**What the exercise asks**
For the material below, return exactly the lines starting at the line containing "into deferred work." and ending at the line containing "stops the chain.", both ends included, and no others.

═════ Given data ═════

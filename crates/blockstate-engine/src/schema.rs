//! Block schemas
//!
//! A schema maps field keys, in declaration order, to one of a closed set of
//! node kinds. Declaration order is part of the contract: a field resolved
//! later can observe every field resolved before it in the same pass.

use std::fmt;
use std::sync::Arc;

use serde_json::{Map, Value};

use crate::{Block, FieldReducer, ValueCell};

/// Function computing a field from the working snapshot
pub type DeriveFn = Arc<dyn Fn(&Value) -> Value + Send + Sync>;

/// One schema entry
#[derive(Clone)]
pub enum SchemaNode {
    /// Literal value, included verbatim in every snapshot
    Constant(Value),
    /// Recomputed on every pass; no memory of its previous output
    Derived(DeriveFn),
    /// Stateful leaf
    Cell(ValueCell),
    /// Stateless leaf computed from the whole new/old snapshots
    Reducer(FieldReducer),
    /// Object-shaped sub-schema
    Group(Schema),
    /// Sub-tree owned by a child instance of another block
    Nested(Block),
}

impl SchemaNode {
    /// Build a derived node from a closure
    pub fn derived<F>(derive: F) -> Self
    where
        F: Fn(&Value) -> Value + Send + Sync + 'static,
    {
        SchemaNode::Derived(Arc::new(derive))
    }

    pub fn kind(&self) -> &'static str {
        match self {
            SchemaNode::Constant(_) => "constant",
            SchemaNode::Derived(_) => "derived",
            SchemaNode::Cell(_) => "cell",
            SchemaNode::Reducer(_) => "reducer",
            SchemaNode::Group(_) => "group",
            SchemaNode::Nested(_) => "nested",
        }
    }
}

impl fmt::Debug for SchemaNode {
    fn fmt(&self, f: &mut fmt::Formatter<'_>) -> fmt::Result {
        match self {
            SchemaNode::Constant(value) => f.debug_tuple("Constant").field(value).finish(),
            SchemaNode::Derived(_) => f.write_str("Derived(..)"),
            SchemaNode::Cell(cell) => f.debug_tuple("Cell").field(cell).finish(),
            SchemaNode::Reducer(_) => f.write_str("Reducer(..)"),
            SchemaNode::Group(schema) => f.debug_tuple("Group").field(schema).finish(),
            SchemaNode::Nested(block) => f.debug_tuple("Nested").field(block).finish(),
        }
    }
}

/// Literal JSON: objects become groups, anything else a constant.
impl From<Value> for SchemaNode {
    fn from(value: Value) -> Self {
        match value {
            Value::Object(map) => SchemaNode::Group(Schema::from(map)),
            other => SchemaNode::Constant(other),
        }
    }
}

impl From<ValueCell> for SchemaNode {
    fn from(cell: ValueCell) -> Self {
        SchemaNode::Cell(cell)
    }
}

impl From<FieldReducer> for SchemaNode {
    fn from(reducer: FieldReducer) -> Self {
        SchemaNode::Reducer(reducer)
    }
}

impl From<Schema> for SchemaNode {
    fn from(schema: Schema) -> Self {
        SchemaNode::Group(schema)
    }
}

impl From<Block> for SchemaNode {
    fn from(block: Block) -> Self {
        SchemaNode::Nested(block)
    }
}

/// Ordered set of fields
#[derive(Clone, Debug, Default)]
pub struct Schema {
    fields: Vec<(String, SchemaNode)>,
}

impl Schema {
    pub fn new() -> Self {
        Schema::default()
    }

    /// Add a field (builder style)
    pub fn field(mut self, key: impl Into<String>, node: impl Into<SchemaNode>) -> Self {
        self.insert(key, node);
        self
    }

    /// Add a derived field (builder style)
    pub fn derived<F>(self, key: impl Into<String>, derive: F) -> Self
    where
        F: Fn(&Value) -> Value + Send + Sync + 'static,
    {
        self.field(key, SchemaNode::derived(derive))
    }

    /// Insert a field.
    ///
    /// Re-declaring an existing key replaces its node but keeps its position.
    pub fn insert(&mut self, key: impl Into<String>, node: impl Into<SchemaNode>) {
        let key = key.into();
        let node = node.into();
        match self.fields.iter_mut().find(|(existing, _)| *existing == key) {
            Some((_, slot)) => *slot = node,
            None => self.fields.push((key, node)),
        }
    }

    /// Insert every field of `other`, in its order
    pub fn extend(&mut self, other: Schema) {
        for (key, node) in other.fields {
            self.insert(key, node);
        }
    }

    pub fn get(&self, key: &str) -> Option<&SchemaNode> {
        self.fields
            .iter()
            .find(|(existing, _)| existing == key)
            .map(|(_, node)| node)
    }

    /// Fields in declaration order
    pub fn iter(&self) -> impl Iterator<Item = (&str, &SchemaNode)> {
        self.fields.iter().map(|(key, node)| (key.as_str(), node))
    }

    pub fn keys(&self) -> impl Iterator<Item = &str> {
        self.fields.iter().map(|(key, _)| key.as_str())
    }

    pub fn len(&self) -> usize {
        self.fields.len()
    }

    pub fn is_empty(&self) -> bool {
        self.fields.is_empty()
    }
}

impl From<Map<String, Value>> for Schema {
    fn from(map: Map<String, Value>) -> Self {
        Schema {
            fields: map
                .into_iter()
                .map(|(key, value)| (key, SchemaNode::from(value)))
                .collect(),
        }
    }
}
//! Handlers and the update channel
//!
//! A handler runs after every resolution of its instance with
//! `(snapshot, updater, previous snapshot)`. Calling [`Updater::update`]
//! from inside the handler cascades synchronously and depth-first: the update
//! is resolved, the handler runs for it (and for anything it updates in
//! turn), and only then does `update` return. A clone of the updater moved
//! into a timer or task updates the instance later, as a separate settlement.

use std::fmt;
use std::sync::Arc;

use blockstate_core::{BlockResult, FieldPath, HandlerError};
use serde_json::Value;

use crate::Instance;

/// Side-effecting reaction bound to a block
pub trait Handler: Send + Sync {
    fn handle(
        &self,
        snapshot: &Value,
        update: &Updater,
        previous: Option<&Value>,
    ) -> Result<(), HandlerError>;
}

impl<F> Handler for F
where
    F: Fn(&Value, &Updater, Option<&Value>) -> Result<(), HandlerError> + Send + Sync,
{
    fn handle(
        &self,
        snapshot: &Value,
        update: &Updater,
        previous: Option<&Value>,
    ) -> Result<(), HandlerError> {
        self(snapshot, update, previous)
    }
}

pub type SharedHandler = Arc<dyn Handler>;

/// Wrap a closure as a shareable handler
pub fn create_handler<F>(handler: F) -> SharedHandler
where
    F: Fn(&Value, &Updater, Option<&Value>) -> Result<(), HandlerError> + Send + Sync + 'static,
{
    Arc::new(handler)
}

/// Update channel of one instance.
///
/// Cheap to clone and `Send`, so it can be moved into deferred work.
#[derive(Clone)]
pub struct Updater {
    instance: Instance,
}

impl Updater {
    pub(crate) fn new(instance: Instance) -> Self {
        Updater { instance }
    }

    /// Apply `patch` to the instance's current state.
    ///
    /// Returns the snapshot after the handler has reacted to this update.
    /// Outside a cascade this runs a full cycle of its own.
    pub fn update(&self, patch: Value) -> BlockResult<Value> {
        self.instance.call(Some(patch))
    }

    /// Current snapshot of the instance
    pub fn snapshot(&self) -> Option<Value> {
        self.instance.current()
    }

    pub fn instance(&self) -> &Instance {
        &self.instance
    }
}

impl fmt::Debug for Updater {
    fn fmt(&self, f: &mut fmt::Formatter<'_>) -> fmt::Result {
        f.debug_struct("Updater").field("instance", &self.instance).finish()
    }
}

/// Handlers run one after another against the same arguments
pub struct ComposedHandler {
    handlers: Vec<SharedHandler>,
}

impl Handler for ComposedHandler {
    fn handle(
        &self,
        snapshot: &Value,
        update: &Updater,
        previous: Option<&Value>,
    ) -> Result<(), HandlerError> {
        for handler in &self.handlers {
            handler.handle(snapshot, update, previous)?;
        }
        Ok(())
    }
}

/// Combine handlers into one, invoked in order with a shared updater.
///
/// The first failing handler stops the chain.
pub fn compose_handlers<I>(handlers: I) -> SharedHandler
where
    I: IntoIterator<Item = SharedHandler>,
{
    Arc::new(ComposedHandler {
        handlers: handlers.into_iter().collect(),
    })
}

/// Handler that only runs when the value at a path changed
pub struct Watch {
    path: FieldPath,
    handler: SharedHandler,
}

impl Handler for Watch {
    fn handle(
        &self,
        snapshot: &Value,
        update: &Updater,
        previous: Option<&Value>,
    ) -> Result<(), HandlerError> {
        let changed = match previous {
            None => true,
            Some(previous) => self.path.lookup(snapshot) != self.path.lookup(previous),
        };
        if changed {
            self.handler.handle(snapshot, update, previous)
        } else {
            Ok(())
        }
    }
}

/// Run `handler` only when the value at `path` differs from the previous
/// snapshot, and on the first resolution.
pub fn watch(path: impl Into<FieldPath>, handler: SharedHandler) -> SharedHandler {
    Arc::new(Watch {
        path: path.into(),
        handler,
    })
}
//! Call recorders for handlers and settlement listeners

use std::sync::Arc;

use blockstate_engine::{create_handler, Handler, SharedHandler};
use parking_lot::Mutex;
use serde_json::Value;

/// Arguments of one recorded invocation
#[derive(Clone, Debug, PartialEq)]
pub struct RecordedCall {
    pub snapshot: Value,
    pub previous: Option<Value>,
}

/// Shared log of invocations.
///
/// Hand out [`CallRecorder::handler`] as a block handler or
/// [`CallRecorder::listener`] as a settlement listener, then inspect the calls.
#[derive(Clone, Default)]
pub struct CallRecorder {
    calls: Arc<Mutex<Vec<RecordedCall>>>,
}

impl CallRecorder {
    pub fn new() -> Self {
        Self::default()
    }

    /// Handler that only records
    pub fn handler(&self) -> SharedHandler {
        self.wrap(create_handler(|_, _, _| Ok(())))
    }

    /// Record each call, then delegate to `inner`
    pub fn wrap(&self, inner: SharedHandler) -> SharedHandler {
        let calls = self.calls.clone();
        create_handler(move |snapshot, update, previous| {
            calls.lock().push(RecordedCall {
                snapshot: snapshot.clone(),
                previous: previous.cloned(),
            });
            inner.handle(snapshot, update, previous)
        })
    }

    /// Settlement listener recording each snapshot
    pub fn listener(&self) -> impl Fn(&Value) + Send + Sync + 'static {
        let calls = self.calls.clone();
        move |snapshot| {
            calls.lock().push(RecordedCall {
                snapshot: snapshot.clone(),
                previous: None,
            })
        }
    }

    pub fn calls(&self) -> Vec<RecordedCall> {
        self.calls.lock().clone()
    }

    pub fn call(&self, index: usize) -> Option<RecordedCall> {
        self.calls.lock().get(index).cloned()
    }

    /// Snapshots of every call, in order
    pub fn snapshots(&self) -> Vec<Value> {
        self.calls.lock().iter().map(|c| c.snapshot.clone()).collect()
    }

    pub fn len(&self) -> usize {
        self.calls.lock().len()
    }

    pub fn is_empty(&self) -> bool {
        self.calls.lock().is_empty()
    }

    pub fn clear(&self) {
        self.calls.lock().clear();
    }
}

═════

**Solution to the exercise**
/// Cheap to clone and `Send`, so it can be moved into deferred work.
#[derive(Clone)]
pub struct Updater {
    instance: Instance,
}

impl Updater {
    pub(crate) fn new(instance: Instance) -> Self {
        Updater { instance }
    }

    /// Apply `patch` to the instance's current state.
    ///
    /// Returns the snapshot after the handler has reacted to this update.
    /// Outside a cascade this runs a full cycle of its own.
    pub fn update(&self, patch: Value) -> BlockResult<Value> {
        self.instance.call(Some(patch))
    }

    /// Current snapshot of the instance
    pub fn snapshot(&self) -> Option<Value> {
        self.instance.current()
    }

    pub fn instance(&self) -> &Instance {
        &self.instance
    }
}

impl fmt::Debug for Updater {
    fn fmt(&self, f: &mut fmt::Formatter<'_>) -> fmt::Result {
        f.debug_struct("Updater").field("instance", &self.instance).finish()
    }
}

/// Handlers run one after another against the same arguments
pub struct ComposedHandler {
    handlers: Vec<SharedHandler>,
}

impl Handler for ComposedHandler {
    fn handle(
        &self,
        snapshot: &Value,
        update: &Updater,
        previous: Option<&Value>,
    ) -> Result<(), HandlerError> {
        for handler in &self.handlers {
            handler.handle(snapshot, update, previous)?;
        }
        Ok(())
    }
}

/// Combine handlers into one, invoked in order with a shared updater.
///
/// The first failing handler stops the chain.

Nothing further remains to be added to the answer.